Retype all of the records precisely.

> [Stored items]
........
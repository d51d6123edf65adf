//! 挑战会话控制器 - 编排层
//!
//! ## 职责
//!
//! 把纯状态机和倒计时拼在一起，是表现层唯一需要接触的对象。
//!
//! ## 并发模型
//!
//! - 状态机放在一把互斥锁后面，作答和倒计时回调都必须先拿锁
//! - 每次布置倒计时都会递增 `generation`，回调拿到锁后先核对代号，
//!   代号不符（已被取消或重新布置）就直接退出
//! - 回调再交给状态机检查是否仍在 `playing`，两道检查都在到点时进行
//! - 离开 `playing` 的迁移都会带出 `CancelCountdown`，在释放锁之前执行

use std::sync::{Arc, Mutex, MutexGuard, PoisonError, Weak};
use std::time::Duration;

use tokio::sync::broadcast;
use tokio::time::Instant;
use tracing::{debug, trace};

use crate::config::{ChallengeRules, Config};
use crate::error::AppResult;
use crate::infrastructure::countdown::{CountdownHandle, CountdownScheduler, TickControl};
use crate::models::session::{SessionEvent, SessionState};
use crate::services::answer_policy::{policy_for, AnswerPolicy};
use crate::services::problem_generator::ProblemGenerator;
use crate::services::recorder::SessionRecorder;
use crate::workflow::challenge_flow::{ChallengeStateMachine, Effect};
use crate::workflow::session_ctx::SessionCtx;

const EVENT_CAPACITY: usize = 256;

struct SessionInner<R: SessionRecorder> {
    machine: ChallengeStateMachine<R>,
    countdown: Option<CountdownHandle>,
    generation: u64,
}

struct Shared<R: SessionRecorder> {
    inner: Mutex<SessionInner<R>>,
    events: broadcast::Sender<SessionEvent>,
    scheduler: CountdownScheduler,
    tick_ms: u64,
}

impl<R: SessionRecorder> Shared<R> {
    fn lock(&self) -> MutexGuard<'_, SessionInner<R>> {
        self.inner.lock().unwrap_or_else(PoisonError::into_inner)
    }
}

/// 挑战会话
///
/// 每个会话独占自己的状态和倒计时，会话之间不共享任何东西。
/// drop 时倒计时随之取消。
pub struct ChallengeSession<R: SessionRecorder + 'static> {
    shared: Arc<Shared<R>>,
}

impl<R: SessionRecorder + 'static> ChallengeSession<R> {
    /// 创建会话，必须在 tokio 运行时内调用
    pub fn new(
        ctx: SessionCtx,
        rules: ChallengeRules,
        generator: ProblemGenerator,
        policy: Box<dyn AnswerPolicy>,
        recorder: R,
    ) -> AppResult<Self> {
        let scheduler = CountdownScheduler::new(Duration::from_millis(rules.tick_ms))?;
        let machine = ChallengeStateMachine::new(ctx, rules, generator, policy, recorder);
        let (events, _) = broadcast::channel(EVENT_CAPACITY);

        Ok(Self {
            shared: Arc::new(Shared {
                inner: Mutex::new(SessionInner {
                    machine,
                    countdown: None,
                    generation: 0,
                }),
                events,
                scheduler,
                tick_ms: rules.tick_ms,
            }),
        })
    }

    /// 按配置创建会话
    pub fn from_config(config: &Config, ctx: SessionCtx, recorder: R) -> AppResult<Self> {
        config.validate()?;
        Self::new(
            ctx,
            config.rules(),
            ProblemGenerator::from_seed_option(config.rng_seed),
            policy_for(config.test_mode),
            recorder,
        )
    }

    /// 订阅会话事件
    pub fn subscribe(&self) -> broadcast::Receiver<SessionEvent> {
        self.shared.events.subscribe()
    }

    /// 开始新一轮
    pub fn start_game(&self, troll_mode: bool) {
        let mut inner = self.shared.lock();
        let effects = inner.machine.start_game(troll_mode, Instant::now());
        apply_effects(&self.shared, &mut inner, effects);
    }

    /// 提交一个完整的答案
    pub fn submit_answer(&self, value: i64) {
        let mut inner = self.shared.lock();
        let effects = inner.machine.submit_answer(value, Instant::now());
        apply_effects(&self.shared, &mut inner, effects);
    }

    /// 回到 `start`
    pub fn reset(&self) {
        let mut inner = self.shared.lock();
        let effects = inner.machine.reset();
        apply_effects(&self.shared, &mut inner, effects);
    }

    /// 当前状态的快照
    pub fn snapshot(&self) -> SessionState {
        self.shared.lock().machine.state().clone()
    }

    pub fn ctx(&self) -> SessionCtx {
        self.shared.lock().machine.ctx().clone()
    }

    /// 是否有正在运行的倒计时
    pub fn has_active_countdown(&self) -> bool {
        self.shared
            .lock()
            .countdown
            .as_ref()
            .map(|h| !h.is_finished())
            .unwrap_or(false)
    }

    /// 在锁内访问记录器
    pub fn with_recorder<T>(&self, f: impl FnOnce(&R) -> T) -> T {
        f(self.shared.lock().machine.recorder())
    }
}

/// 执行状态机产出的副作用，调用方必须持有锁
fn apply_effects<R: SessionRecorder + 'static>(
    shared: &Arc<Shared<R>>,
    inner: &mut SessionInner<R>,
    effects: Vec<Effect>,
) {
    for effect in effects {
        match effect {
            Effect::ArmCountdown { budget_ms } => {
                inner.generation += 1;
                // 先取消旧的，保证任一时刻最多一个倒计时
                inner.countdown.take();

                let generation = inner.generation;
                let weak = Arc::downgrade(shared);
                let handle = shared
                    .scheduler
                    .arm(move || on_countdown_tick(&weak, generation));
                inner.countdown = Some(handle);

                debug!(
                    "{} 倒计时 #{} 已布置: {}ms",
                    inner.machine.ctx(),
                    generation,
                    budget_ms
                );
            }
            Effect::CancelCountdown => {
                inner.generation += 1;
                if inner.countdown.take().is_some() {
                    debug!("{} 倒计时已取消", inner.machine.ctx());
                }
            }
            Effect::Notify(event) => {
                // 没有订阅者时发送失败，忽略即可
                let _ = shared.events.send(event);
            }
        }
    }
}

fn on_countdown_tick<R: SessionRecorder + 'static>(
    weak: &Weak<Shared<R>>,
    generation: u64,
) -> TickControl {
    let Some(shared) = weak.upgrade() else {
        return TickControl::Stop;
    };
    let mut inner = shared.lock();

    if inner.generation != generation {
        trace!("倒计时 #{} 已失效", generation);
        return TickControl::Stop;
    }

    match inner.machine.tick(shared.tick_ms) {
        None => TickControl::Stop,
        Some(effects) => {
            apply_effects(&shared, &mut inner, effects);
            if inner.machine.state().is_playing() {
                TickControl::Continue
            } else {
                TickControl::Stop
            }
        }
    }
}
........
> [EXERCISE OUTPUT]
repository d51d6123edf65adf
//! 挑战会话控制器 - 编排层
//!
//! ## 职责
//!
//! 把纯状态机和倒计时拼在一起，是表现层唯一需要接触的对象。
//!
//! ## 并发模型
//!
//! - 状态机放在一把互斥锁后面，作答和倒计时回调都必须先拿锁
//! - 每次布置倒计时都会递增 `generation`，回调拿到锁后先核对代号，
//!   代号不符（已被取消或重新布置）就直接退出
//! - 回调再交给状态机检查是否仍在 `playing`，两道检查都在到点时进行
//! - 离开 `playing` 的迁移都会带出 `CancelCountdown`，在释放锁之前执行

use std::sync::{Arc, Mutex, MutexGuard, PoisonError, Weak};
use std::time::Duration;

use tokio::sync::broadcast;
use tokio::time::Instant;
use tracing::{debug, trace};

use crate::config::{ChallengeRules, Config};
use crate::error::AppResult;
use crate::infrastructure::countdown::{CountdownHandle, CountdownScheduler, TickControl};
use crate::models::session::{SessionEvent, SessionState};
use crate::services::answer_policy::{policy_for, AnswerPolicy};
use crate::services::problem_generator::ProblemGenerator;
use crate::services::recorder::SessionRecorder;
use crate::workflow::challenge_flow::{ChallengeStateMachine, Effect};
use crate::workflow::session_ctx::SessionCtx;

const EVENT_CAPACITY: usize = 256;

struct SessionInner<R: SessionRecorder> {
    machine: ChallengeStateMachine<R>,
    countdown: Option<CountdownHandle>,
    generation: u64,
}

struct Shared<R: SessionRecorder> {
    inner: Mutex<SessionInner<R>>,
    events: broadcast::Sender<SessionEvent>,
    scheduler: CountdownScheduler,
    tick_ms: u64,
}

impl<R: SessionRecorder> Shared<R> {
    fn lock(&self) -> MutexGuard<'_, SessionInner<R>> {
        self.inner.lock().unwrap_or_else(PoisonError::into_inner)
    }
}

/// 挑战会话
///
/// 每个会话独占自己的状态和倒计时，会话之间不共享任何东西。
/// drop 时倒计时随之取消。
pub struct ChallengeSession<R: SessionRecorder + 'static> {
    shared: Arc<Shared<R>>,
}

impl<R: SessionRecorder + 'static> ChallengeSession<R> {
    /// 创建会话，必须在 tokio 运行时内调用
    pub fn new(
        ctx: SessionCtx,
        rules: ChallengeRules,
        generator: ProblemGenerator,
        policy: Box<dyn AnswerPolicy>,
        recorder: R,
    ) -> AppResult<Self> {
        let scheduler = CountdownScheduler::new(Duration::from_millis(rules.tick_ms))?;
        let machine = ChallengeStateMachine::new(ctx, rules, generator, policy, recorder);
        let (events, _) = broadcast::channel(EVENT_CAPACITY);

        Ok(Self {
            shared: Arc::new(Shared {
                inner: Mutex::new(SessionInner {
                    machine,
                    countdown: None,
                    generation: 0,
                }),
                events,
                scheduler,
                tick_ms: rules.tick_ms,
            }),
        })
    }

    /// 按配置创建会话
    pub fn from_config(config: &Config, ctx: SessionCtx, recorder: R) -> AppResult<Self> {
        config.validate()?;
        Self::new(
            ctx,
            config.rules(),
            ProblemGenerator::from_seed_option(config.rng_seed),
            policy_for(config.test_mode),
            recorder,
        )
    }

    /// 订阅会话事件
    pub fn subscribe(&self) -> broadcast::Receiver<SessionEvent> {
        self.shared.events.subscribe()
    }

    /// 开始新一轮
    pub fn start_game(&self, troll_mode: bool) {
        let mut inner = self.shared.lock();
        let effects = inner.machine.start_game(troll_mode, Instant::now());
        apply_effects(&self.shared, &mut inner, effects);
    }

    /// 提交一个完整的答案
    pub fn submit_answer(&self, value: i64) {
        let mut inner = self.shared.lock();
        let effects = inner.machine.submit_answer(value, Instant::now());
        apply_effects(&self.shared, &mut inner, effects);
    }

    /// 回到 `start`
    pub fn reset(&self) {
        let mut inner = self.shared.lock();
        let effects = inner.machine.reset();
        apply_effects(&self.shared, &mut inner, effects);
    }

    /// 当前状态的快照
    pub fn snapshot(&self) -> SessionState {
        self.shared.lock().machine.state().clone()
    }

    pub fn ctx(&self) -> SessionCtx {
        self.shared.lock().machine.ctx().clone()
    }

    /// 是否有正在运行的倒计时
    pub fn has_active_countdown(&self) -> bool {
        self.shared
            .lock()
            .countdown
            .as_ref()
            .map(|h| !h.is_finished())
            .unwrap_or(false)
    }

    /// 在锁内访问记录器
    pub fn with_recorder<T>(&self, f: impl FnOnce(&R) -> T) -> T {
        f(self.shared.lock().machine.recorder())
    }
}

/// 执行状态机产出的副作用，调用方必须持有锁
fn apply_effects<R: SessionRecorder + 'static>(
    shared: &Arc<Shared<R>>,
    inner: &mut SessionInner<R>,
    effects: Vec<Effect>,
) {
    for effect in effects {
        match effect {
            Effect::ArmCountdown { budget_ms } => {
                inner.generation += 1;
                // 先取消旧的，保证任一时刻最多一个倒计时
                inner.countdown.take();

                let generation = inner.generation;
                let weak = Arc::downgrade(shared);
                let handle = shared
                    .scheduler
                    .arm(move || on_countdown_tick(&weak, generation));
                inner.countdown = Some(handle);

                debug!(
                    "{} 倒计时 #{} 已布置: {}ms",
                    inner.machine.ctx(),
                    generation,
                    budget_ms
                );
            }
            Effect::CancelCountdown => {
                inner.generation += 1;
                if inner.countdown.take().is_some() {
                    debug!("{} 倒计时已取消", inner.machine.ctx());
                }
            }
            Effect::Notify(event) => {
                // 没有订阅者时发送失败，忽略即可
                let _ = shared.events.send(event);
            }
        }
    }
}

fn on_countdown_tick<R: SessionRecorder + 'static>(
    weak: &Weak<Shared<R>>,
    generation: u64,
) -> TickControl {
    let Some(shared) = weak.upgrade() else {
        return TickControl::Stop;
    };
    let mut inner = shared.lock();

    if inner.generation != generation {
        trace!("倒计时 #{} 已失效", generation);
        return TickControl::Stop;
    }

    match inner.machine.tick(shared.tick_ms) {
        None => TickControl::Stop,
        Some(effects) => {
            apply_effects(&shared, &mut inner, effects);
            if inner.machine.state().is_playing() {
                TickControl::Continue
            } else {
                TickControl::Stop
            }
        }
    }
}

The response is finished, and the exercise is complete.